The question that the press attribution evades is a different one, and it sits much deeper in time. Why did this judgment land in a field where executive practice had for years no longer corresponded to the statutory norm? Who missed the signals, or left them lying, or could not cash them in? The answer lies not with the Supreme Court and not with the professional association now most in the news. It lies with a legislator who for eight years has ignored emphatic signals from the execution chain.
The actual tightening
What the Supreme Court did do in April 2026 sits at the level of the substantive test, not at the level of an operational distance norm. The earlier Supreme Court judgment of 12 December 2017 (ECLI:NL:HR:2017:3111) is expressly recalibrated on the point of objections to public education. Objections that bear only on the neutral character of public education no longer suffice. An exemption can be granted for public education only where it is concretely established that the education offered at all public schools within reasonable distance fails the standard of conveying knowledge and information in an objective, critical and pluralistic manner. In addition, the test by the leerplichtambtenaar, the compulsory-education officer, must be a full review, not a marginal one, with the case law to date as the starting point. And the State is required to act actively to enforce the Compulsory Education Act, if necessary along the criminal route, in order to safeguard the right to education protected by article 2 of the First Protocol.

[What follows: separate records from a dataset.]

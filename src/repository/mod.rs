// src/repository/mod.rs

//! Repository management and package downloading
//!
//! This module provides functionality for:
//! - Reading and writing `.repo` files in the repo directory
//! - Fetching repository manifests into an in-memory [`RepoMap`]
//! - Downloading package archives with retry support

pub mod client;
pub mod config;
pub mod index;

pub use client::RepositoryClient;
pub use config::{RepoEntry, RepoFile};
pub use index::RepoIndex;

use crate::error::{Error, Result};
use crate::packages::PkgSpec;
use std::collections::BTreeMap;
use url::Url;

/// Repository priority; higher wins
pub type Priority = i32;

pub const PRIORITY_DEFAULT: Priority = 500;
pub const PRIORITY_CANARY: Priority = 1000;
pub const PRIORITY_PIN: Priority = 1500;
pub const PRIORITY_ROLLBACK: Priority = 1500;

/// Parse a priority given as an integer or a named constant
pub fn parse_priority(s: &str) -> Result<Priority> {
    let s = s.trim();
    if let Ok(n) = s.parse::<Priority>() {
        return Ok(n);
    }
    match s.to_ascii_lowercase().as_str() {
        "default" => Ok(PRIORITY_DEFAULT),
        "canary" => Ok(PRIORITY_CANARY),
        "pin" => Ok(PRIORITY_PIN),
        "rollback" => Ok(PRIORITY_ROLLBACK),
        _ => Err(Error::ParseError(format!(
            "invalid priority '{}': expected an integer or Default, Canary, Pin, Rollback",
            s
        ))),
    }
}

/// One repository's manifest as fetched for this run
#[derive(Debug, Clone, PartialEq)]
pub struct Repo {
    /// Base URL the manifest was fetched from
    pub url: String,
    pub priority: Priority,
    /// Specs in manifest order
    pub packages: Vec<PkgSpec>,
}

impl Repo {
    pub fn new(url: impl Into<String>, priority: Priority, packages: Vec<PkgSpec>) -> Self {
        Self {
            url: url.into(),
            priority,
            packages,
        }
    }

    /// Fetchable URL of a spec's archive
    pub fn archive_url(&self, spec: &PkgSpec) -> Result<Url> {
        join_url(&self.url, &spec.source)
    }
}

/// Base URL to [`Repo`]
pub type RepoMap = BTreeMap<String, Repo>;

/// Join a path onto a repository base URL, treating the base as a directory
///
/// The result must stay under the base; absolute URLs, rooted paths and
/// `..` escapes are rejected.
pub fn join_url(base: &str, relative: &str) -> Result<Url> {
    let mut base = Url::parse(base)
        .map_err(|e| Error::ParseError(format!("invalid repository URL '{}': {}", base, e)))?;
    if !base.path().ends_with('/') {
        let path = format!("{}/", base.path());
        base.set_path(&path);
    }
    let joined = base.join(relative).map_err(|e| {
        Error::ParseError(format!(
            "cannot join '{}' onto '{}': {}",
            relative, base, e
        ))
    })?;
    if relative.starts_with('/') || !joined.as_str().starts_with(base.as_str()) {
        return Err(Error::ParseError(format!(
            "'{}' escapes repository '{}'",
            relative, base
        )));
    }
    Ok(joined)
}
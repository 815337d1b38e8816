// build.rs

use clap::{Arg, ArgAction, Command};
use clap_mangen::Man;
use std::env;
use std::fs;
use std::path::PathBuf;

/// Common argument: list of package requests
fn packages_arg(required: bool) -> Arg {
    Arg::new("packages")
        .num_args(1..)
        .required(required)
        .value_name("PACKAGE")
        .help("Package as name, name.arch or name.arch.version")
}

fn flag(name: &'static str, help: &'static str) -> Arg {
    Arg::new(name).long(name).action(ArgAction::SetTrue).help(help)
}

fn build_cli() -> Command {
    Command::new("googet")
        .version(env!("CARGO_PKG_VERSION"))
        .author("GooGet Contributors")
        .about("Package manager with prioritized repositories and rollback repos")
        .subcommand_required(true)
        .arg(
            Arg::new("root")
                .long("root")
                .global(true)
                .value_name("DIR")
                .help("Installation root (overrides GOOGETROOT)"),
        )
        .arg(
            Arg::new("verbose")
                .short('v')
                .long("verbose")
                .global(true)
                .action(ArgAction::SetTrue)
                .help("Log at debug level unless RUST_LOG is set"),
        )
        .subcommand(
            Command::new("install")
                .about("Install packages and their dependencies")
                .arg(packages_arg(true))
                .arg(flag("reinstall", "Reinstall packages that are already installed")),
        )
        .subcommand(
            Command::new("remove")
                .about("Remove packages and everything that depends on them")
                .arg(packages_arg(true))
                .arg(flag(
                    "dbonly",
                    "Only drop the database records; skip scripts and file deletion",
                )),
        )
        .subcommand(
            Command::new("update").about("Move installed packages to the winning repository version"),
        )
        .subcommand(Command::new("check").about("Show available updates without applying them"))
        .subcommand(
            Command::new("clean")
                .about("Delete entries from the download cache")
                .arg(flag("all", "Delete everything in the cache"))
                .arg(
                    Arg::new("packages")
                        .long("packages")
                        .value_delimiter(',')
                        .value_name("NAMES")
                        .help("Comma-separated names whose cached archives are deleted"),
                ),
        )
        .subcommand(
            Command::new("addrepo")
                .about("Add a repository")
                .arg(Arg::new("name").required(true).help("Repository name"))
                .arg(Arg::new("url").required(true).help("Repository base URL"))
                .arg(
                    Arg::new("file")
                        .long("file")
                        .value_name("NAME.repo")
                        .help("Repo file to add the entry to"),
                )
                .arg(
                    Arg::new("priority")
                        .long("priority")
                        .default_value("default")
                        .help("Integer or one of Default, Canary, Pin, Rollback"),
                ),
        )
        .subcommand(
            Command::new("rmrepo")
                .about("Remove a repository by name")
                .arg(Arg::new("name").required(true).help("Repository name")),
        )
        .subcommand(Command::new("listrepos").about("List configured repositories"))
        .subcommand(
            Command::new("installed")
                .about("List installed packages")
                .arg(Arg::new("filter").help("Only show packages whose name contains this string"))
                .arg(flag("info", "Show full package details")),
        )
        .subcommand(
            Command::new("verify")
                .about("Check installed files and run verify scripts")
                .arg(packages_arg(false)),
        )
}

fn main() {
    println!("cargo:rerun-if-changed=build.rs");

    // Create man directory
    let out_dir = PathBuf::from(env::var("CARGO_MANIFEST_DIR").unwrap());
    let man_dir = out_dir.join("man");
    fs::create_dir_all(&man_dir).expect("Failed to create man directory");

    let cmd = build_cli();
    let man = Man::new(cmd);
    let mut buffer = Vec::new();
    man.render(&mut buffer).expect("Failed to render man page");

    let man_path = man_dir.join("googet.1");
    fs::write(&man_path, buffer).expect("Failed to write man page");
}
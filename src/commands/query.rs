// src/commands/query.rs
//! Installed-state queries

use super::parse_requests;
use anyhow::Result;
use googet::Manager;
use googet::db::models::PackageState;

/// List installed packages
pub fn cmd_installed(manager: &Manager, filter: Option<&str>, info: bool) -> Result<()> {
    let states = manager.installed(filter)?;
    if states.is_empty() {
        println!("No packages installed.");
        return Ok(());
    }

    println!("Installed packages:");
    for state in &states {
        if info {
            print_info(state);
        } else {
            println!("  {}", state.spec);
        }
    }
    println!("\nTotal: {} package(s)", states.len());
    Ok(())
}

fn print_info(state: &PackageState) {
    let spec = &state.spec;
    println!("  {}", spec);
    if let Some(description) = &spec.description {
        println!("    Description: {}", description);
    }
    if let Some(authors) = &spec.authors {
        println!("    Authors: {}", authors);
    }
    if let Some(license) = &spec.license {
        println!("    License: {}", license);
    }
    if let Some(source_url) = &spec.source_url {
        println!("    Source: {}", source_url);
    }
    if !spec.dependencies.is_empty() {
        let deps: Vec<String> = spec
            .dependencies
            .iter()
            .map(|(name, min)| format!("{} >= {}", name, min))
            .collect();
        println!("    Dependencies: {}", deps.join(", "));
    }
    println!("    Download URL: {}", state.download_url);
    match &state.local_path {
        Some(path) => println!("    Cached archive: {}", path.display()),
        None => println!("    Cached archive: (none)"),
    }
    println!("    Checksum: {}", state.checksum);
    println!("    Files: {}", state.installed_files.len());
    if let Some(code) = state.install_exit_code {
        println!("    Install exit code: {}", code);
    }
    println!("    Installed at: {}", state.installed_at);
}

/// Verify installed packages; fails if any check fails
pub fn cmd_verify(manager: &Manager, packages: &[String]) -> Result<()> {
    let requests = parse_requests(packages)?;
    let reports = manager.verify(&requests)?;

    let mut failed = 0;
    for report in &reports {
        if report.is_ok() {
            println!("  {} OK", report.ident);
            continue;
        }
        failed += 1;
        println!("  {} FAILED", report.ident);
        for path in &report.missing {
            println!("    missing: {}", path.display());
        }
        for path in &report.modified {
            println!("    modified: {}", path.display());
        }
        if report.script_ok == Some(false) {
            println!("    verify script failed");
        }
    }

    if failed > 0 {
        anyhow::bail!("{} of {} package(s) failed verification", failed, reports.len());
    }
    println!("\nVerified {} package(s)", reports.len());
    Ok(())
}
//! Infrastructure layer - Remote database, local cache and configuration

pub mod cache;
pub mod config;
pub mod database;

pub use cache::{
    CachedEquipmentBlacklist, CachedEquipmentRepository, CachedMaintenanceRepository,
    CachedReservationRepository, CachedSafetyRepository, LocalCache,
};
pub use config::AppConfig;
pub use database::{
    SeaOrmEquipmentRepository, SeaOrmMaintenanceRepository, SeaOrmReservationRepository,
    SeaOrmSafetyRepository,
};
mod entity;
mod equipment_type;
mod repository;

pub use entity::{Equipment, NewEquipment, seed_equipment};
pub use equipment_type::EquipmentType;
pub use repository::{EquipmentBlacklist, EquipmentRepository};
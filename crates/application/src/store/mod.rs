//! Facility store - remote-first persistence with a local cache fallback.
//!
//! Every operation goes to the remote database when one is configured. A
//! storage failure, or an id the remote never issued (records created while
//! offline), is logged and the same operation is replayed against the local
//! cache. Any other remote answer, such as `NotFound` or a conflict, is
//! returned as is. Successful remote results are mirrored into the cache
//! (best-effort) so a later fallback sees the last known state. Nothing is
//! ever synchronized back to the remote.

mod equipment;
mod maintenance;
mod reservations;
mod safety;

use domain::DomainError;
use domain::equipment::{EquipmentBlacklist, EquipmentRepository};
use domain::maintenance::MaintenanceRepository;
use domain::reservation::ReservationRepository;
use domain::safety::SafetyRepository;
use infrastructure::cache::{
    CachedEquipmentBlacklist, CachedEquipmentRepository, CachedMaintenanceRepository,
    CachedReservationRepository, CachedSafetyRepository, LocalCache,
};
use infrastructure::database::{
    DatabaseConnection, SeaOrmEquipmentRepository, SeaOrmMaintenanceRepository,
    SeaOrmReservationRepository, SeaOrmSafetyRepository,
};
use serde::Serialize;
use std::sync::Arc;
use tracing::{error, info, warn};

/// One complete set of repositories (either the remote or the local side).
#[derive(Clone)]
pub struct Backend {
    pub equipment: Arc<dyn EquipmentRepository>,
    pub reservations: Arc<dyn ReservationRepository>,
    pub maintenance: Arc<dyn MaintenanceRepository>,
    pub safety: Arc<dyn SafetyRepository>,
}

impl Backend {
    /// SeaORM repositories over the remote database.
    pub fn remote(db: DatabaseConnection) -> Self {
        Self {
            equipment: Arc::new(SeaOrmEquipmentRepository::new(db.clone())),
            reservations: Arc::new(SeaOrmReservationRepository::new(db.clone())),
            maintenance: Arc::new(SeaOrmMaintenanceRepository::new(db.clone())),
            safety: Arc::new(SeaOrmSafetyRepository::new(db)),
        }
    }

    /// Document repositories over the local key-value cache.
    pub fn local(cache: LocalCache) -> Self {
        Self {
            equipment: Arc::new(CachedEquipmentRepository::new(cache.clone())),
            reservations: Arc::new(CachedReservationRepository::new(cache.clone())),
            maintenance: Arc::new(CachedMaintenanceRepository::new(cache.clone())),
            safety: Arc::new(CachedSafetyRepository::new(cache)),
        }
    }
}

#[derive(Debug, Clone, Copy, PartialEq, Eq, Serialize)]
#[serde(rename_all = "snake_case")]
pub enum StorageMode {
    Online,
    Offline,
}

#[derive(Clone)]
pub struct FacilityStore {
    remote: Option<Backend>,
    local: Backend,
    blacklist: Arc<dyn EquipmentBlacklist>,
}

impl FacilityStore {
    pub fn new(
        remote: Option<Backend>,
        local: Backend,
        blacklist: Arc<dyn EquipmentBlacklist>,
    ) -> Self {
        let store = Self {
            remote,
            local,
            blacklist,
        };
        info!(mode = ?store.mode(), "Facility store ready");
        store
    }

    /// Store wired to the remote database with `cache` as fallback.
    pub fn connected(db: DatabaseConnection, cache: LocalCache) -> Self {
        Self::new(
            Some(Backend::remote(db)),
            Backend::local(cache.clone()),
            Arc::new(CachedEquipmentBlacklist::new(cache)),
        )
    }

    /// Store that only ever touches the local cache.
    pub fn offline(cache: LocalCache) -> Self {
        Self::new(
            None,
            Backend::local(cache.clone()),
            Arc::new(CachedEquipmentBlacklist::new(cache)),
        )
    }

    pub fn mode(&self) -> StorageMode {
        if self.remote.is_some() {
            StorageMode::Online
        } else {
            StorageMode::Offline
        }
    }
}

/// Outages and offline ids go to the cache; everything else is an answer.
fn falls_back(err: &DomainError) -> bool {
    matches!(err, DomainError::Storage(_) | DomainError::InvalidId(_))
}

fn fell_back(operation: &'static str, err: &DomainError) {
    warn!(operation, error = %err, "Remote store failed, using local cache");
}

/// Mirror failures never fail the operation that produced the data.
/// A record the cache never held is nothing to mirror.
fn mirrored(operation: &'static str, result: Result<(), DomainError>) {
    match result {
        Ok(()) | Err(DomainError::NotFound { .. }) => {}
        Err(e) => error!(operation, error = %e, "Failed to mirror remote result into local cache"),
    }
}

fn require_text(field: &str, value: &str) -> Result<(), DomainError> {
    if value.trim().is_empty() {
        return Err(DomainError::InvalidValue(format!("{field} cannot be empty")));
    }
    Ok(())
}
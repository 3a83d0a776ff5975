pub mod equipment;
pub mod maintenance_orders;
pub mod reservations;
pub mod safety_records;
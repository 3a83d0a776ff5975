//! Domain repositories backed by [`LocalCache`] documents.
//!
//! Each collection is read and rewritten whole, the way the dashboard kept
//! its offline state. Ids minted here are UUIDs so they can never collide
//! with the integer ids handed out by the remote database.

use super::{LocalCache, keys};
use async_trait::async_trait;
use chrono::NaiveDate;
use domain::DomainError;
use domain::equipment::{
    Equipment, EquipmentBlacklist, EquipmentRepository, NewEquipment, seed_equipment,
};
use domain::maintenance::{MaintenanceOrder, MaintenanceRepository, MaintenanceType};
use domain::reservation::{NewReservation, Reservation, ReservationRepository, find_conflict};
use domain::safety::{NewSafetyRecord, RegulationType, SafetyRecord, SafetyRepository};

fn new_local_id() -> String {
    uuid::Uuid::new_v4().simple().to_string()
}

fn cache_error(e: anyhow::Error) -> DomainError {
    DomainError::Storage(format!("Local cache error: {e}"))
}

/// Replace the entry with the same id, or append it.
fn upsert<T>(items: &mut Vec<T>, item: T, id_of: impl Fn(&T) -> &str) {
    match items.iter_mut().find(|existing| id_of(existing) == id_of(&item)) {
        Some(slot) => *slot = item,
        None => items.push(item),
    }
}

/// Replace the entry with the same id. `false` when there is none.
fn replace<T>(items: &mut [T], item: T, id_of: impl Fn(&T) -> &str) -> bool {
    match items.iter_mut().find(|existing| id_of(existing) == id_of(&item)) {
        Some(slot) => {
            *slot = item;
            true
        }
        None => false,
    }
}

/// Drop the entry with `id`. `false` when there is none.
fn remove<T>(items: &mut Vec<T>, id: &str, id_of: impl Fn(&T) -> &str) -> bool {
    let before = items.len();
    items.retain(|item| id_of(item) != id);
    items.len() != before
}

fn found(entity: &'static str, id: &str, hit: bool) -> Result<(), DomainError> {
    if hit {
        Ok(())
    } else {
        Err(DomainError::not_found(entity, id))
    }
}

// --- Equipment ---

#[derive(Clone)]
pub struct CachedEquipmentRepository {
    cache: LocalCache,
}

impl CachedEquipmentRepository {
    pub fn new(cache: LocalCache) -> Self {
        Self { cache }
    }
}

#[async_trait]
impl EquipmentRepository for CachedEquipmentRepository {
    async fn find_all(&self, include_inactive: bool) -> Result<Vec<Equipment>, DomainError> {
        let mut items: Vec<Equipment> = self
            .cache
            .load(keys::EQUIPMENT, seed_equipment)
            .await
            .map_err(cache_error)?;

        if !include_inactive {
            items.retain(|e| e.is_active);
        }
        items.sort_by(|a, b| a.name.cmp(&b.name));
        Ok(items)
    }

    async fn find_by_id(&self, id: &str) -> Result<Option<Equipment>, DomainError> {
        let items: Vec<Equipment> = self
            .cache
            .load(keys::EQUIPMENT, seed_equipment)
            .await
            .map_err(cache_error)?;
        Ok(items.into_iter().find(|e| e.id == id))
    }

    async fn insert(&self, draft: NewEquipment) -> Result<Equipment, DomainError> {
        let item = draft.into_equipment(new_local_id());
        let stored = item.clone();
        self.cache
            .update(keys::EQUIPMENT, seed_equipment, |items: &mut Vec<Equipment>| {
                items.push(stored)
            })
            .await
            .map_err(cache_error)?;
        Ok(item)
    }

    async fn save(&self, item: &Equipment) -> Result<(), DomainError> {
        let hit = self
            .cache
            .update(keys::EQUIPMENT, seed_equipment, |items: &mut Vec<Equipment>| {
                replace(items, item.clone(), |e| e.id.as_str())
            })
            .await
            .map_err(cache_error)?;
        found("Equipment", &item.id, hit)
    }

    /// Mirror of remote rows. A cache that never held equipment starts empty
    /// here, not from the seed list.
    async fn save_all(&self, incoming: &[Equipment]) -> Result<(), DomainError> {
        self.cache
            .update(keys::EQUIPMENT, Vec::new, |items: &mut Vec<Equipment>| {
                for item in incoming {
                    upsert(items, item.clone(), |e| e.id.as_str());
                }
            })
            .await
            .map_err(cache_error)
    }
}

#[derive(Clone)]
pub struct CachedEquipmentBlacklist {
    cache: LocalCache,
}

impl CachedEquipmentBlacklist {
    pub fn new(cache: LocalCache) -> Self {
        Self { cache }
    }
}

#[async_trait]
impl EquipmentBlacklist for CachedEquipmentBlacklist {
    async fn hidden_ids(&self) -> Result<Vec<String>, DomainError> {
        self.cache
            .load(keys::EQUIPMENT_BLACKLIST, Vec::new)
            .await
            .map_err(cache_error)
    }

    async fn hide(&self, id: &str) -> Result<(), DomainError> {
        self.cache
            .update(keys::EQUIPMENT_BLACKLIST, Vec::new, |ids: &mut Vec<String>| {
                if !ids.iter().any(|hidden| hidden == id) {
                    ids.push(id.to_string());
                }
            })
            .await
            .map_err(cache_error)
    }
}

// --- Reservations ---

#[derive(Clone)]
pub struct CachedReservationRepository {
    cache: LocalCache,
}

impl CachedReservationRepository {
    pub fn new(cache: LocalCache) -> Self {
        Self { cache }
    }

    async fn load_all(&self) -> Result<Vec<Reservation>, DomainError> {
        self.cache
            .load(keys::RESERVATIONS, Vec::new)
            .await
            .map_err(cache_error)
    }
}

#[async_trait]
impl ReservationRepository for CachedReservationRepository {
    async fn find_by_date(&self, date: NaiveDate) -> Result<Vec<Reservation>, DomainError> {
        let mut items = self.load_all().await?;
        items.retain(|r| r.date == date);
        items.sort_by_key(|r| r.start_time);
        Ok(items)
    }

    async fn find_all(&self) -> Result<Vec<Reservation>, DomainError> {
        let mut items = self.load_all().await?;
        items.sort_by_key(|r| (r.date, r.start_time));
        Ok(items)
    }

    async fn insert(&self, draft: NewReservation) -> Result<Reservation, DomainError> {
        let reservation = draft.into_reservation(new_local_id());
        let stored = reservation.clone();
        self.cache
            .update(keys::RESERVATIONS, Vec::new, |items: &mut Vec<Reservation>| {
                items.push(stored)
            })
            .await
            .map_err(cache_error)?;
        Ok(reservation)
    }

    async fn insert_if_free(&self, draft: NewReservation) -> Result<Reservation, DomainError> {
        let slot = draft.slot()?;
        let reservation = draft.into_reservation(new_local_id());
        self.cache
            .update(keys::RESERVATIONS, Vec::new, |items: &mut Vec<Reservation>| {
                match find_conflict(
                    items,
                    &reservation.resource_id,
                    reservation.date,
                    &slot,
                    None,
                ) {
                    Some(hit) => Err(hit.conflict_error()),
                    None => {
                        items.push(reservation.clone());
                        Ok(reservation)
                    }
                }
            })
            .await
            .map_err(cache_error)?
    }

    async fn save(&self, reservation: &Reservation) -> Result<(), DomainError> {
        let hit = self
            .cache
            .update(keys::RESERVATIONS, Vec::new, |items: &mut Vec<Reservation>| {
                replace(items, reservation.clone(), |r| r.id.as_str())
            })
            .await
            .map_err(cache_error)?;
        found("Reservation", &reservation.id, hit)
    }

    async fn save_all(&self, incoming: &[Reservation]) -> Result<(), DomainError> {
        self.cache
            .update(keys::RESERVATIONS, Vec::new, |items: &mut Vec<Reservation>| {
                for reservation in incoming {
                    upsert(items, reservation.clone(), |r| r.id.as_str());
                }
            })
            .await
            .map_err(cache_error)
    }

    async fn delete(&self, id: &str) -> Result<(), DomainError> {
        let hit = self
            .cache
            .update(keys::RESERVATIONS, Vec::new, |items: &mut Vec<Reservation>| {
                remove(items, id, |r| r.id.as_str())
            })
            .await
            .map_err(cache_error)?;
        found("Reservation", id, hit)
    }
}

// --- Maintenance orders ---

#[derive(Clone)]
pub struct CachedMaintenanceRepository {
    cache: LocalCache,
}

impl CachedMaintenanceRepository {
    pub fn new(cache: LocalCache) -> Self {
        Self { cache }
    }

    async fn load_all(&self) -> Result<Vec<MaintenanceOrder>, DomainError> {
        self.cache
            .load(keys::MAINTENANCE, Vec::new)
            .await
            .map_err(cache_error)
    }
}

#[async_trait]
impl MaintenanceRepository for CachedMaintenanceRepository {
    async fn find_by_type(
        &self,
        kind: MaintenanceType,
    ) -> Result<Vec<MaintenanceOrder>, DomainError> {
        let mut items = self.load_all().await?;
        items.retain(|o| o.kind == kind);
        items.sort_by(|a, b| b.entry_date.cmp(&a.entry_date));
        Ok(items)
    }

    async fn find_by_id(&self, id: &str) -> Result<Option<MaintenanceOrder>, DomainError> {
        Ok(self.load_all().await?.into_iter().find(|o| o.id == id))
    }

    async fn insert(&self, mut order: MaintenanceOrder) -> Result<MaintenanceOrder, DomainError> {
        order.id = new_local_id();
        let stored = order.clone();
        self.cache
            .update(keys::MAINTENANCE, Vec::new, |items: &mut Vec<MaintenanceOrder>| {
                items.push(stored)
            })
            .await
            .map_err(cache_error)?;
        Ok(order)
    }

    async fn save(&self, order: &MaintenanceOrder) -> Result<(), DomainError> {
        let hit = self
            .cache
            .update(keys::MAINTENANCE, Vec::new, |items: &mut Vec<MaintenanceOrder>| {
                replace(items, order.clone(), |o| o.id.as_str())
            })
            .await
            .map_err(cache_error)?;
        found("Maintenance order", &order.id, hit)
    }

    async fn save_all(&self, incoming: &[MaintenanceOrder]) -> Result<(), DomainError> {
        self.cache
            .update(keys::MAINTENANCE, Vec::new, |items: &mut Vec<MaintenanceOrder>| {
                for order in incoming {
                    upsert(items, order.clone(), |o| o.id.as_str());
                }
            })
            .await
            .map_err(cache_error)
    }

    async fn delete(&self, id: &str) -> Result<(), DomainError> {
        let hit = self
            .cache
            .update(keys::MAINTENANCE, Vec::new, |items: &mut Vec<MaintenanceOrder>| {
                remove(items, id, |o| o.id.as_str())
            })
            .await
            .map_err(cache_error)?;
        found("Maintenance order", id, hit)
    }
}

// --- Safety records ---

#[derive(Clone)]
pub struct CachedSafetyRepository {
    cache: LocalCache,
}

impl CachedSafetyRepository {
    pub fn new(cache: LocalCache) -> Self {
        Self { cache }
    }
}

#[async_trait]
impl SafetyRepository for CachedSafetyRepository {
    async fn find_by_regulation(
        &self,
        nr_type: RegulationType,
    ) -> Result<Vec<SafetyRecord>, DomainError> {
        let mut items: Vec<SafetyRecord> = self
            .cache
            .load(keys::SAFETY, Vec::new)
            .await
            .map_err(cache_error)?;
        items.retain(|r| r.nr_type == nr_type);
        items.sort_by_key(|r| r.next_inspection);
        Ok(items)
    }

    async fn insert(&self, draft: NewSafetyRecord) -> Result<SafetyRecord, DomainError> {
        let record = draft.into_record(new_local_id());
        let stored = record.clone();
        self.cache
            .update(keys::SAFETY, Vec::new, |items: &mut Vec<SafetyRecord>| {
                items.push(stored)
            })
            .await
            .map_err(cache_error)?;
        Ok(record)
    }

    async fn save(&self, record: &SafetyRecord) -> Result<(), DomainError> {
        let hit = self
            .cache
            .update(keys::SAFETY, Vec::new, |items: &mut Vec<SafetyRecord>| {
                replace(items, record.clone(), |r| r.id.as_str())
            })
            .await
            .map_err(cache_error)?;
        found("Safety record", &record.id, hit)
    }

    async fn save_all(&self, incoming: &[SafetyRecord]) -> Result<(), DomainError> {
        self.cache
            .update(keys::SAFETY, Vec::new, |items: &mut Vec<SafetyRecord>| {
                for record in incoming {
                    upsert(items, record.clone(), |r| r.id.as_str());
                }
            })
            .await
            .map_err(cache_error)
    }

    async fn delete(&self, id: &str) -> Result<(), DomainError> {
        let hit = self
            .cache
            .update(keys::SAFETY, Vec::new, |items: &mut Vec<SafetyRecord>| {
                remove(items, id, |r| r.id.as_str())
            })
            .await
            .map_err(cache_error)?;
        found("Safety record", id, hit)
    }
}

That is a substantial tightening at three levels at once. But it concerns the substantive criterion, not the distance. The cassation court has carefully left the term “reasonable distance” open at precisely the point where the factual execution space lies.
The court of appeal observation of October 2024
In the obiter dicta of the appellate judgment of 22 October 2024 (ECLI:NL:GHAMS:2024:2924), passed over by the Supreme Court in full without grounds for rejection, the appellate court observes that the number of exemptions on the basis of weighty objections has “increased hand over fist in recent years”.³ According to figures from the Netherlands Youth Institute: from 800 in 2017 to 2,475 in the school year 2023/2024. The court of appeal then formulates a remarkable finding. The instruction used by compulsory-education officers in their test appears to entail a more marginal review than follows from the case law. A 2023 survey of officers shows that in a quarter of cases the officer has no sight of the religious or pedagogical direction that the parents invoke, and that in the majority of cases parents are only sometimes, or even never, called in to be heard.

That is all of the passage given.